The parametricity theorem from "Theorems for free!" can be applied to a function that has the "natural transformation type signature": $\eta:\forall X,F (X) \to G (X)$ for some $F, G : \text{Type} \to \text{Type}$. Basically parametricity gives us (applying it to a functional relation): For any types $A_1,A_2$ and function $f:A_1\to A_2$, the following equation holds:

$$f_G\circ \eta_{A_1}=\eta _{A_2}\circ f_{F}$$

where I define $f_G$ and $f_F$ as the relations that Wadler would write as $[[F(X)]]\mathcal A[f\setminus X]$ and $[[G(X)]]\mathcal A[f\setminus X]$ respectively (I can't write the double square bracket symbol \llbracket).

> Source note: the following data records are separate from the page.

use kube::api::Api;
use kube::core::admission::{AdmissionRequest, Operation};
use kube::Client;

use super::FieldError;
use crate::resources::workspacekinds::WorkspaceKind;
use crate::resources::workspaces::Workspace;
use crate::Result;

/// A workspace must name an existing kind, and any option it selects must exist in that kind
pub fn validate(ws: &Workspace, kind: Option<&WorkspaceKind>) -> Vec<FieldError> {
    let Some(kind) = kind else {
        return vec![FieldError::new(
            "spec.kind",
            format!("workspace kind {:?} not found", ws.spec.kind),
        )];
    };

    let options = &ws.spec.pod_template.options;
    let mut errors = Vec::new();
    if !options.image_config.is_empty() && kind.image_config(&options.image_config).is_none() {
        errors.push(FieldError::new(
            "spec.podTemplate.options.imageConfig",
            format!(
                "imageConfig {:?} not found in workspace kind {:?}",
                options.image_config, ws.spec.kind
            ),
        ));
    }
    if !options.pod_config.is_empty() && kind.pod_config(&options.pod_config).is_none() {
        errors.push(FieldError::new(
            "spec.podTemplate.options.podConfig",
            format!(
                "podConfig {:?} not found in workspace kind {:?}",
                options.pod_config, ws.spec.kind
            ),
        ));
    }
    errors
}

pub fn validate_update(old: &Workspace, new: &Workspace) -> Vec<FieldError> {
    if old.spec.kind != new.spec.kind {
        vec![FieldError::new("spec.kind", "field is immutable")]
    } else {
        Vec::new()
    }
}

pub async fn admit(client: &Client, req: &AdmissionRequest<Workspace>) -> Result<Vec<FieldError>> {
    let Some(ws) = req.object.as_ref() else {
        return Ok(Vec::new());
    };

    let mut errors = match (&req.operation, &req.old_object) {
        (Operation::Create, _) => Vec::new(),
        (Operation::Update, Some(old)) => validate_update(old, ws),
        (Operation::Update, None) => Vec::new(),
        _ => return Ok(Vec::new()),
    };

    let kinds: Api<WorkspaceKind> = Api::all(client.clone());
    let kind = kinds.get_opt(&ws.spec.kind).await?;
    errors.extend(validate(ws, kind.as_ref()));
    Ok(errors)
}
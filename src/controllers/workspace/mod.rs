pub mod controller;

pub use controller::run;

pub(crate) mod reconcilers;
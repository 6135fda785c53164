use std::collections::BTreeMap;
use std::sync::OnceLock;

use k8s_openapi::api::core::v1::ResourceRequirements;
use k8s_openapi::apimachinery::pkg::api::resource::Quantity;
use regex::Regex;

use crate::resources::workspacekinds::PodConfigSpec;

#[allow(non_camel_case_types)]
enum QuantitySuffix {
    Ki,
    Mi,
    Gi,
    Ti,
    Pi,
    Ei,
    m,
    None,
    k,
    M,
    G,
    T,
    P,
    E,
}

impl QuantitySuffix {
    fn new(unit: &str) -> Option<Self> {
        Some(match unit {
            "Ki" => Self::Ki,
            "Mi" => Self::Mi,
            "Gi" => Self::Gi,
            "Ti" => Self::Ti,
            "Pi" => Self::Pi,
            "Ei" => Self::Ei,
            "m" => Self::m,
            "" => Self::None,
            "k" => Self::k,
            "M" => Self::M,
            "G" => Self::G,
            "T" => Self::T,
            "P" => Self::P,
            "E" => Self::E,
            _ => return None,
        })
    }

    /// Multiplier from one unit of the suffix to thousandths of the base unit
    fn milli_multiplier(&self) -> i128 {
        match self {
            Self::Ki => 1000 << 10,
            Self::Mi => 1000 << 20,
            Self::Gi => 1000 << 30,
            Self::Ti => 1000 << 40,
            Self::Pi => 1000 << 50,
            Self::Ei => 1000 << 60,
            Self::m => 1,
            Self::None => 1000,
            Self::k => 1000 * 10i128.pow(3),
            Self::M => 1000 * 10i128.pow(6),
            Self::G => 1000 * 10i128.pow(9),
            Self::T => 1000 * 10i128.pow(12),
            Self::P => 1000 * 10i128.pow(15),
            Self::E => 1000 * 10i128.pow(18),
        }
    }
}

#[derive(Debug, thiserror::Error)]
pub enum ParseError {
    #[error("Invalid quantity {0:?}")]
    InvalidQuantity(String),
    #[error("Invalid quantity unit {0:?}")]
    InvalidUnit(String),
}

/// Parses resource quantities so that differently written but equal amounts (`1`, `1000m`) compare equal
pub trait QuantityParser {
    /// The amount in thousandths of the base unit, rounded up as Kubernetes does
    fn to_milli_units(&self) -> Result<i128, ParseError>;
}

impl QuantityParser for Quantity {
    fn to_milli_units(&self) -> Result<i128, ParseError> {
        static REGEX: OnceLock<Regex> = OnceLock::new();
        let raw = self.0.trim();
        let caps = REGEX
            .get_or_init(|| {
                Regex::new(r"^([+-]?)([0-9]*)(?:\.([0-9]*))?([A-Za-z]*)$")
                    .expect("quantity regex to compile")
            })
            .captures(raw)
            .ok_or_else(|| ParseError::InvalidQuantity(raw.to_owned()))?;

        let negative = &caps[1] == "-";
        let whole = &caps[2];
        let fraction = caps.get(3).map(|m| m.as_str()).unwrap_or_default();
        if whole.is_empty() && fraction.is_empty() {
            return Err(ParseError::InvalidQuantity(raw.to_owned()));
        }

        let suffix =
            QuantitySuffix::new(&caps[4]).ok_or_else(|| ParseError::InvalidUnit(caps[4].to_owned()))?;

        let digits = format!("{whole}{fraction}");
        let mantissa: i128 = if digits.is_empty() {
            0
        } else {
            digits
                .parse()
                .map_err(|_| ParseError::InvalidQuantity(raw.to_owned()))?
        };
        let scale = 10i128
            .checked_pow(fraction.len() as u32)
            .ok_or_else(|| ParseError::InvalidQuantity(raw.to_owned()))?;

        let scaled = mantissa
            .checked_mul(suffix.milli_multiplier())
            .ok_or_else(|| ParseError::InvalidQuantity(raw.to_owned()))?;
        // round up any precision below a thousandth
        let milli = scaled / scale + i128::from(scaled % scale != 0);

        Ok(if negative { -milli } else { milli })
    }
}

fn normalize_quantities(
    quantities: &Option<BTreeMap<String, Quantity>>,
) -> Option<BTreeMap<String, Quantity>> {
    quantities.as_ref().map(|q| {
        q.iter()
            .map(|(name, quantity)| {
                let normalized = quantity
                    .to_milli_units()
                    .map(|m| Quantity(format!("{m}m")))
                    .unwrap_or_else(|_| quantity.clone());
                (name.clone(), normalized)
            })
            .collect()
    })
}

/// A copy of the spec with every resource quantity written the same way
pub fn normalize_pod_config_spec(spec: &PodConfigSpec) -> PodConfigSpec {
    let mut spec = spec.clone();
    spec.resources = spec.resources.map(|r| ResourceRequirements {
        limits: normalize_quantities(&r.limits),
        requests: normalize_quantities(&r.requests),
        ..r
    });
    spec
}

This looks like the right equation for $\eta$ to be a natural transformation, but the problem is that $f_G$ and $f_F$ aren't necessarily equal to the functions $G(f)$ and $F(f)$. In fact, we haven't even defined $F$ and $G$ as functors. Instead, $f_G$ and $f_F$ are the specific functions that you get when you apply Wadler's definition of the relation that belongs to each type.

Therefore I don't see how you would use the parametricity theorem to show that polymorphic functions between functors are natural transformations, because as far as I can tell, the parametricity theorem doesn't even allow you to specify the morphism part of the functors $F,G$. It only takes them as type constructors.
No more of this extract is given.